Problem:
Using the entries that follow, write out the line containing "API base URL.", the line containing "pub struct Profile", and every line between them, exactly and nothing else.

Dataset records:
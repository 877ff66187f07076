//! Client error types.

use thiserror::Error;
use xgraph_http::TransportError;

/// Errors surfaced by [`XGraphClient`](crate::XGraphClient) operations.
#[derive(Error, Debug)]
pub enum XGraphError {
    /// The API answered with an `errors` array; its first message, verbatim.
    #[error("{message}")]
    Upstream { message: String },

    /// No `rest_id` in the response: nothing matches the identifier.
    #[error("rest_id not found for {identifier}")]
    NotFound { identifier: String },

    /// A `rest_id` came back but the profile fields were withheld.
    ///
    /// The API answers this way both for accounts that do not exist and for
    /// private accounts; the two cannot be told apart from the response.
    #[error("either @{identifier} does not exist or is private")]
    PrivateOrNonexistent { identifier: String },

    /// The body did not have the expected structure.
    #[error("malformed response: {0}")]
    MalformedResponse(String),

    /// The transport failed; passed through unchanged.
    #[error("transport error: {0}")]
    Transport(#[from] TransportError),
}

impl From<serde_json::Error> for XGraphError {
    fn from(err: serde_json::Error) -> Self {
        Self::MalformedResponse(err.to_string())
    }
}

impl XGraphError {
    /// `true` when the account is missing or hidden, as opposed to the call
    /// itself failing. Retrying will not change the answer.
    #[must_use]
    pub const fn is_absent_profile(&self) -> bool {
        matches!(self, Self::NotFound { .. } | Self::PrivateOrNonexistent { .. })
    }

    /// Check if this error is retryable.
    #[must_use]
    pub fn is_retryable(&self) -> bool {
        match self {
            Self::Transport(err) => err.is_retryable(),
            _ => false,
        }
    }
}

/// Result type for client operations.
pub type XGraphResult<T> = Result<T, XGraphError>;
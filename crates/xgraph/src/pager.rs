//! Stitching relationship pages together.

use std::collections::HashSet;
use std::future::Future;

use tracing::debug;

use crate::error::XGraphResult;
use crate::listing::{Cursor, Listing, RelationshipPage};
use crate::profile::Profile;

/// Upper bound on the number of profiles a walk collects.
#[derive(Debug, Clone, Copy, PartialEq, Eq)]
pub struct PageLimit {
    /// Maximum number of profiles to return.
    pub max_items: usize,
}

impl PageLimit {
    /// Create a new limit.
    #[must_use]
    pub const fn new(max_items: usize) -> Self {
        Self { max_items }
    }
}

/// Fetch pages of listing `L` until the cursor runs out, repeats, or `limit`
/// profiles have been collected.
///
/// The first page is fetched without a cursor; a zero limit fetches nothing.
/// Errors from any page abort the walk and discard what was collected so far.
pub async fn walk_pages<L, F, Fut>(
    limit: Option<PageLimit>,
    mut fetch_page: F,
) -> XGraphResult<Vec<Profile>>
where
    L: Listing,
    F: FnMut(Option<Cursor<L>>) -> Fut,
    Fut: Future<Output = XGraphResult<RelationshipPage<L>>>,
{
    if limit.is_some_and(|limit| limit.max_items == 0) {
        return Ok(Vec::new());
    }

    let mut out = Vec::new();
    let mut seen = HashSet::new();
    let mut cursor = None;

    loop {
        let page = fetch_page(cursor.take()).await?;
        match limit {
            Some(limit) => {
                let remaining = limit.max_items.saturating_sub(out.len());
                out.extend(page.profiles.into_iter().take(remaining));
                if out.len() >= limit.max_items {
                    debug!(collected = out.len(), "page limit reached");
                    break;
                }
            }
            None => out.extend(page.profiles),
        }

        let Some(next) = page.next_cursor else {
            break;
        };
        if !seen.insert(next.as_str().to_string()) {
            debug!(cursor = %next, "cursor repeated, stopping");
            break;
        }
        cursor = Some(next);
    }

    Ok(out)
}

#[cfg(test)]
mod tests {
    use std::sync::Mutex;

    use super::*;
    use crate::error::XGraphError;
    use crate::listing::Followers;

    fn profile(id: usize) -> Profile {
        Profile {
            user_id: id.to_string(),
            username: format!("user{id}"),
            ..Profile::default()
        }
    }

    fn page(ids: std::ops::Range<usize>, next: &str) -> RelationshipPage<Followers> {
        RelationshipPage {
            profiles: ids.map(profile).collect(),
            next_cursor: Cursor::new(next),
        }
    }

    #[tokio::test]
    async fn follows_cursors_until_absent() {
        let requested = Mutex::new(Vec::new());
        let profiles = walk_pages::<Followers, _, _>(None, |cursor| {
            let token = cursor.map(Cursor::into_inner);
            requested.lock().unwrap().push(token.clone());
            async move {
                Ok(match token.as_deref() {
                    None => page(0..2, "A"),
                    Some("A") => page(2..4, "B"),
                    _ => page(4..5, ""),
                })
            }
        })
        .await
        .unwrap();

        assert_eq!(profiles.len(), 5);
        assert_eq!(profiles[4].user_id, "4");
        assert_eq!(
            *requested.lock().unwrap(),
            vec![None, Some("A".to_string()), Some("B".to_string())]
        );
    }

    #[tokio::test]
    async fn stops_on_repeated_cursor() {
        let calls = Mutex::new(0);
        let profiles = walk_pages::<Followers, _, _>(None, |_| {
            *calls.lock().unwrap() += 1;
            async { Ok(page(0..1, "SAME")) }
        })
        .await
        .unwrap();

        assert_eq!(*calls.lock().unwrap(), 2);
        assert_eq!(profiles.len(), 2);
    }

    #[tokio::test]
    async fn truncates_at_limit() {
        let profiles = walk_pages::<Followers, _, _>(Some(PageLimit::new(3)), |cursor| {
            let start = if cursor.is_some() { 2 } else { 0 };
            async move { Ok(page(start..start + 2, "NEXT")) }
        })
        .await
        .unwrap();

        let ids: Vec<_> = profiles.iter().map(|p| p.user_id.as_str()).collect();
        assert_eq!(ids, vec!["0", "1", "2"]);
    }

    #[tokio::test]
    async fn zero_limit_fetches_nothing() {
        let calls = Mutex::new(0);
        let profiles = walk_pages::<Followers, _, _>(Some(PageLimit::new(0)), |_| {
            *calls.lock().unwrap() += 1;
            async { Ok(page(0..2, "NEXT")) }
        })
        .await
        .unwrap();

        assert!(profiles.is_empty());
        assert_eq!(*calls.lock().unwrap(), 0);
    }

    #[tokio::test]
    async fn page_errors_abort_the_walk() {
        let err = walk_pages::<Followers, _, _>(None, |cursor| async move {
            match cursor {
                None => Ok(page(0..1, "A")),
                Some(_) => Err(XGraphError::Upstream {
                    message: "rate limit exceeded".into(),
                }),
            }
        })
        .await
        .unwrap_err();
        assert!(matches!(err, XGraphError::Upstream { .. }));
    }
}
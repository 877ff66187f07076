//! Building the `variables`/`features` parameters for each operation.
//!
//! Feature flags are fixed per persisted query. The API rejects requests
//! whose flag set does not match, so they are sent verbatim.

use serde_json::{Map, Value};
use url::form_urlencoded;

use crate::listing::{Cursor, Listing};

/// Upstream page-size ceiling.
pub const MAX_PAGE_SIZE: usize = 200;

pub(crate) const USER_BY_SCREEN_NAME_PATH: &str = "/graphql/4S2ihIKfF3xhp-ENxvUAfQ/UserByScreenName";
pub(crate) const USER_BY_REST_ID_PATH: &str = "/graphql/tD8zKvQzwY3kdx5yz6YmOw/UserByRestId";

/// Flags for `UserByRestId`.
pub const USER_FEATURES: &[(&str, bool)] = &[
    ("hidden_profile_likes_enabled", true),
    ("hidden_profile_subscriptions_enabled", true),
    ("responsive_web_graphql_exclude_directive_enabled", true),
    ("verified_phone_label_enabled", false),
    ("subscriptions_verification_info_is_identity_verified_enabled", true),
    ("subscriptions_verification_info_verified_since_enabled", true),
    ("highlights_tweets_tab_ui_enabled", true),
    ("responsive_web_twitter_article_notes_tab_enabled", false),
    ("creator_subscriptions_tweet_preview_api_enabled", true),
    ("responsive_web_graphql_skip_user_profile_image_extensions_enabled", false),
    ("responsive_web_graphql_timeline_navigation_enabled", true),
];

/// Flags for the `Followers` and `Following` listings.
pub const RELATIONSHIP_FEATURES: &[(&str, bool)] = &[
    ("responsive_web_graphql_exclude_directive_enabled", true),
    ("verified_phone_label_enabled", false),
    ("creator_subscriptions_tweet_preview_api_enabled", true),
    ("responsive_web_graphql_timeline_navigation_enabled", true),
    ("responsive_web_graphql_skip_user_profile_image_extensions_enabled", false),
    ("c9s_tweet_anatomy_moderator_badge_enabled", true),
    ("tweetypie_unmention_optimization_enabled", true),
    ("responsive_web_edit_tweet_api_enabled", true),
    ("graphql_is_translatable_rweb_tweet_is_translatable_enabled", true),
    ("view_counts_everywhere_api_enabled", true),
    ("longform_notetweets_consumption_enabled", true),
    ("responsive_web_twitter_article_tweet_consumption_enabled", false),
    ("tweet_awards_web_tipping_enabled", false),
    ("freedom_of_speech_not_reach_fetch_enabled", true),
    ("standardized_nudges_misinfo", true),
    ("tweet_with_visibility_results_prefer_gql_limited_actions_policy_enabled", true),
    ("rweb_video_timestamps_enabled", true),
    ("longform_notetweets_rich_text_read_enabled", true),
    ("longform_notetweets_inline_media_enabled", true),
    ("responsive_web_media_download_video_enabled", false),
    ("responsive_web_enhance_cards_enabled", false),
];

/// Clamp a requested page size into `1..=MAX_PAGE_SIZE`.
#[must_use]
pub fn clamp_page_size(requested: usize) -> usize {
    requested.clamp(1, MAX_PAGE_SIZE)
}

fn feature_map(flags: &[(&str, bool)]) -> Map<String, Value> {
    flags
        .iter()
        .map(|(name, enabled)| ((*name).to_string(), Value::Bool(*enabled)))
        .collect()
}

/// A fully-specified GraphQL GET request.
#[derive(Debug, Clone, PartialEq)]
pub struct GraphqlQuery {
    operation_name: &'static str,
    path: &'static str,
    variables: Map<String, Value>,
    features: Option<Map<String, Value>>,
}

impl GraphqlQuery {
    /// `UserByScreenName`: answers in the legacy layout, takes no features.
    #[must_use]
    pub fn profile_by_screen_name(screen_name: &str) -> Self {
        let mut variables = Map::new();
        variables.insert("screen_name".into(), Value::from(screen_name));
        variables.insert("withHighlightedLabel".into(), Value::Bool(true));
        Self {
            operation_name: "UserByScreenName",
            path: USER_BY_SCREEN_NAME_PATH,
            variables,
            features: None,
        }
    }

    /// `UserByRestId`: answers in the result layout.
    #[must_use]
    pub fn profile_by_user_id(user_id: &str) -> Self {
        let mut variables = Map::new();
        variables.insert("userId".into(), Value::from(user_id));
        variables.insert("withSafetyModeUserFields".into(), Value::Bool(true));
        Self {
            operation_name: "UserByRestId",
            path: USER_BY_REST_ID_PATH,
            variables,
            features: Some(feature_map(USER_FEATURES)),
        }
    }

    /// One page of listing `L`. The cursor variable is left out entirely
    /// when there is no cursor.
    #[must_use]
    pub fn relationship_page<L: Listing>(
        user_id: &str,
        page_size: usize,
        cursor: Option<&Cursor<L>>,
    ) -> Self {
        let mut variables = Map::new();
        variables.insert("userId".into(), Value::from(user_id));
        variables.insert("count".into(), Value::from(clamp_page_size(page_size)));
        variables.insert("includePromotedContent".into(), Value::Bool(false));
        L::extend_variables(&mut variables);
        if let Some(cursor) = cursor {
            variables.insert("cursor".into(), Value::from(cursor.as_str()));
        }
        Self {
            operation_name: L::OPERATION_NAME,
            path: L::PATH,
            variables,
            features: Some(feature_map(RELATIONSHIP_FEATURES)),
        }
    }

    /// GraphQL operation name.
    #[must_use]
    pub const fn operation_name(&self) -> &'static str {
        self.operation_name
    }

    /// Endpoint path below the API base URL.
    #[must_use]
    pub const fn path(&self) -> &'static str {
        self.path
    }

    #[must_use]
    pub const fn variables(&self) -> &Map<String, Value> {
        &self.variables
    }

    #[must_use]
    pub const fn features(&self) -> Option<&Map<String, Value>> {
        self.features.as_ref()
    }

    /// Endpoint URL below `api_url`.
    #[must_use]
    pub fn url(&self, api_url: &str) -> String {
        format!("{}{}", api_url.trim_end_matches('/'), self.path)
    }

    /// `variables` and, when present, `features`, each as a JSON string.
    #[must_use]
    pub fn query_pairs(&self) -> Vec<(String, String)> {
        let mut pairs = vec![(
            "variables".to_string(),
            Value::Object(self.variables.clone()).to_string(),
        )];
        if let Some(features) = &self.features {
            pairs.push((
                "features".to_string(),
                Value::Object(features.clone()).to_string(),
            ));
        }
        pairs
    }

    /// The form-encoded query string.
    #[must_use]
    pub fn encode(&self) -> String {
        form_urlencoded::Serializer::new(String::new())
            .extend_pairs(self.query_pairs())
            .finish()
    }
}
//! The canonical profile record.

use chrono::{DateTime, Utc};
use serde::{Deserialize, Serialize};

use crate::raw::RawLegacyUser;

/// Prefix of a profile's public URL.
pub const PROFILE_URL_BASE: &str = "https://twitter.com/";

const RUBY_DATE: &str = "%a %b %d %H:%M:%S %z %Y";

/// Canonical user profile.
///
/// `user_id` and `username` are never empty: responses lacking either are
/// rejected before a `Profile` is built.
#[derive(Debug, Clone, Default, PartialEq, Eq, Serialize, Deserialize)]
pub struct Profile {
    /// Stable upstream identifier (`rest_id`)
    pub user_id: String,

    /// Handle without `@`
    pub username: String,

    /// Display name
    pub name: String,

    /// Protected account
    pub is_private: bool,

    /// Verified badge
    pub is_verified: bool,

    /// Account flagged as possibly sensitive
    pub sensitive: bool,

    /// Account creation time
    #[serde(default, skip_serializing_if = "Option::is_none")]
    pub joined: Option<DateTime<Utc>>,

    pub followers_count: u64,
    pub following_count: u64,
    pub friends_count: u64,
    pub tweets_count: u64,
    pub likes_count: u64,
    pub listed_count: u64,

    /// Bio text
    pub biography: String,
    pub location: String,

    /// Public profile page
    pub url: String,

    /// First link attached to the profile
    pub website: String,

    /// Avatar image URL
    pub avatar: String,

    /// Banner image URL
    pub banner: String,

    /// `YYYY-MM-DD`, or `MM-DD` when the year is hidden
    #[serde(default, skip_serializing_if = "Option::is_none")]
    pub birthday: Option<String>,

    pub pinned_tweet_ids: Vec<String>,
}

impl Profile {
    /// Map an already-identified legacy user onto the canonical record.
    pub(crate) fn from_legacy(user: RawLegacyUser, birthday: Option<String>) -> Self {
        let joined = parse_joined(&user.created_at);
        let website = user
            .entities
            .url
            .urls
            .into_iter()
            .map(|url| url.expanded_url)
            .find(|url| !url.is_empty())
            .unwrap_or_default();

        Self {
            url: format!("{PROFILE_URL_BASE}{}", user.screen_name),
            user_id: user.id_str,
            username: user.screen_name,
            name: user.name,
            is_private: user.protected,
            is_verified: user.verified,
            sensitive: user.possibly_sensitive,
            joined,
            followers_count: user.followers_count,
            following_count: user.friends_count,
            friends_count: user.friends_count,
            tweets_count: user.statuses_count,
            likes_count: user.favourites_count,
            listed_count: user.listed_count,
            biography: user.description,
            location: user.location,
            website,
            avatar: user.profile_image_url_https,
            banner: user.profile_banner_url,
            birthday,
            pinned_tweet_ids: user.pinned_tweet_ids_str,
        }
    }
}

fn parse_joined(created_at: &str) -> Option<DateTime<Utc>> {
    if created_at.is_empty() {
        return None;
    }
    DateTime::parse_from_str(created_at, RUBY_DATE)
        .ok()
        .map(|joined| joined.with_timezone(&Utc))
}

Answer to this exercise:
    /// Endpoint path below the API base URL.
    #[must_use]
    pub const fn path(&self) -> &'static str {
        self.path
    }

    #[must_use]
    pub const fn variables(&self) -> &Map<String, Value> {
        &self.variables
    }

    #[must_use]
    pub const fn features(&self) -> Option<&Map<String, Value>> {
        self.features.as_ref()
    }

    /// Endpoint URL below `api_url`.
    #[must_use]
    pub fn url(&self, api_url: &str) -> String {
        format!("{}{}", api_url.trim_end_matches('/'), self.path)
    }

    /// `variables` and, when present, `features`, each as a JSON string.
    #[must_use]
    pub fn query_pairs(&self) -> Vec<(String, String)> {
        let mut pairs = vec![(
            "variables".to_string(),
            Value::Object(self.variables.clone()).to_string(),
        )];
        if let Some(features) = &self.features {
            pairs.push((
                "features".to_string(),
                Value::Object(features.clone()).to_string(),
            ));
        }
        pairs
    }

    /// The form-encoded query string.
    #[must_use]
    pub fn encode(&self) -> String {
        form_urlencoded::Serializer::new(String::new())
            .extend_pairs(self.query_pairs())
            .finish()
    }
}
//! The canonical profile record.

use chrono::{DateTime, Utc};
use serde::{Deserialize, Serialize};

use crate::raw::RawLegacyUser;

/// Prefix of a profile's public URL.
pub const PROFILE_URL_BASE: &str = "https://twitter.com/";

const RUBY_DATE: &str = "%a %b %d %H:%M:%S %z %Y";

/// Canonical user profile.
///
/// `user_id` and `username` are never empty: responses lacking either are
/// rejected before a `Profile` is built.
#[derive(Debug, Clone, Default, PartialEq, Eq, Serialize, Deserialize)]
pub struct Profile {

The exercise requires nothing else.